AI Article Synopsis

  • A protease is an enzyme that breaks down peptide bonds, and characterizing it involves identifying peptide sequences, measuring activity, and determining kinetic parameters.
  • New biological substrates using fluorescent proteins (CFP and YFP) have been created for in vivo detection of protease activity, offering an alternative to traditional chemical substrates for in vitro testing.
  • The study optimizes conditions for producing the CFP-YFP fusion protein in E. coli, finding optimal FRET activity at specific pH, salt concentration, and temperature while demonstrating the system's resistance to nonspecific proteolysis and measuring substrate specificity through kinetic analysis.

Article Abstract

A protease can be defined as an enzyme capable of hydrolyzing peptide bonds. Thus, characterization of a protease involves identification of target peptide sequences, measurement of activities toward these sequences, and determination of kinetic parameters.

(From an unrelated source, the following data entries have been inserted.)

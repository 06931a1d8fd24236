//! Common utilities and types for the chassis

use std::f64::consts::{PI, TAU};
use std::fmt;

use serde::{Deserialize, Serialize};

/// A point on the field, in the drivetrain's distance unit
#[derive(Debug, Clone, Copy, PartialEq, Default, Serialize, Deserialize)]
pub struct Point {
    pub x: f64,
    pub y: f64,
}

impl Point {
    pub const fn new(x: f64, y: f64) -> Self {
        Point { x, y }
    }

    /// Euclidean distance to another point
    pub fn distance(&self, other: &Point) -> f64 {
        (other.x - self.x).hypot(other.y - self.y)
    }

    /// Angle of the vector from `self` to `other`, CCW from +x
    pub fn angle_to(&self, other: &Point) -> f64 {
        (other.y - self.y).atan2(other.x - self.x)
    }

    pub fn is_finite(&self) -> bool {
        self.x.is_finite() && self.y.is_finite()
    }
}

impl From<(f64, f64)> for Point {
    fn from((x, y): (f64, f64)) -> Self {
        Point { x, y }
    }
}

/// 2D pose of the robot: position plus heading.
///
/// Heading is in radians, counter-clockwise from the +x axis, and is kept
/// normalized to (-π, π].
#[derive(Debug, Clone, Copy, PartialEq, Default, Serialize, Deserialize)]
pub struct Pose {
    pub x: f64,
    pub y: f64,
    pub heading: f64,
}

impl Pose {
    /// Create a pose; the heading is normalized
    pub fn new(x: f64, y: f64, heading: f64) -> Self {
        Pose {
            x,
            y,
            heading: normalize_angle(heading),
        }
    }

    /// Create a pose with the heading given in degrees
    pub fn from_degrees(x: f64, y: f64, heading_deg: f64) -> Self {
        Self::new(x, y, heading_deg.to_radians())
    }

    pub fn position(&self) -> Point {
        Point::new(self.x, self.y)
    }

    /// Same position, facing the opposite way
    pub fn flipped(&self) -> Pose {
        Pose::new(self.x, self.y, self.heading + PI)
    }

    pub fn is_finite(&self) -> bool {
        self.x.is_finite() && self.y.is_finite() && self.heading.is_finite()
    }
}

impl fmt::Display for Pose {
    fn fmt(&self, f: &mut fmt::Formatter<'_>) -> fmt::Result {
        write!(
            f,
            "(x: {:.2}, y: {:.2}, heading: {:.1}°)",
            self.x,
            self.y,
            self.heading.to_degrees()
        )
    }
}

/// Normalize an angle to (-π, π]
pub fn normalize_angle(angle: f64) -> f64 {
    if angle > -PI && angle <= PI {
        return angle;
    }
    let wrapped = (angle + PI).rem_euclid(TAU) - PI;
    // rem_euclid maps +π onto -π; keep the upper bound inclusive
    if wrapped <= -PI {
        wrapped + TAU
    } else {
        wrapped
    }
}

/// Shortest signed rotation taking `from` onto `to`
pub fn angle_error(to: f64, from: f64) -> f64 {
    normalize_angle(to - from)
}

#[cfg(test)]
mod tests {
    use super::*;
    use approx::assert_relative_eq;

    #[test]
    fn normalize_keeps_upper_bound_inclusive() {
        assert_relative_eq!(normalize_angle(PI), PI);
        assert_relative_eq!(normalize_angle(-PI), PI);
        assert_relative_eq!(normalize_angle(2.5 * PI), 0.5 * PI, epsilon = 1e-12);
    }

    #[test]
    fn normalize_wraps_into_range() {
        assert_relative_eq!(normalize_angle(1.5 * PI), -0.5 * PI, epsilon = 1e-12);
        assert_relative_eq!(normalize_angle(-1.5 * PI), 0.5 * PI, epsilon = 1e-12);
        assert_relative_eq!(normalize_angle(0.25), 0.25, epsilon = 1e-12);
    }

    #[test]
    fn angle_error_takes_short_way_round() {
        let err = angle_error(170f64.to_radians(), (-170f64).to_radians());
        assert_relative_eq!(err, (-20f64).to_radians(), epsilon = 1e-12);
    }

    #[test]
    fn flipped_pose_faces_backwards() {
        let pose = Pose::new(1.0, 2.0, 0.0);
        assert_relative_eq!(pose.flipped().heading, PI);
    }
}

Biological protease substrates based on fluorescent protein pairs, which allow for use of fluorescence resonance energy transfer (FRET), have been recently developed for in vivo protease activity detection and represent a very interesting alternative to chemical substrates for in vitro protease characterization. Here, we analyze a FRET system consisting of cyan and yellow fluorescent proteins (CFP and YFP, respectively), which are fused by a peptide linker serving as protease substrate. Conditions for CFP-YFP fusion protein production in Escherichia coli and purification of proteins were optimized. FRET between CFP and YFP was found to be optimum at a pH between 5.5 and 10.0, at low concentrations of salt and a temperature superior to 25 degrees C. For efficient FRET to occur, the peptide linker between CFP and YFP can measure up to 25 amino acids. The CFP-substrate-YFP system demonstrated a high degree of resistance to nonspecific proteolysis, making it suitable for enzyme kinetic analysis. As with chemical substrates, substrate specificity of CFP-substrate-YFP proteins was tested towards different proteases and kcat/Km values were calculated.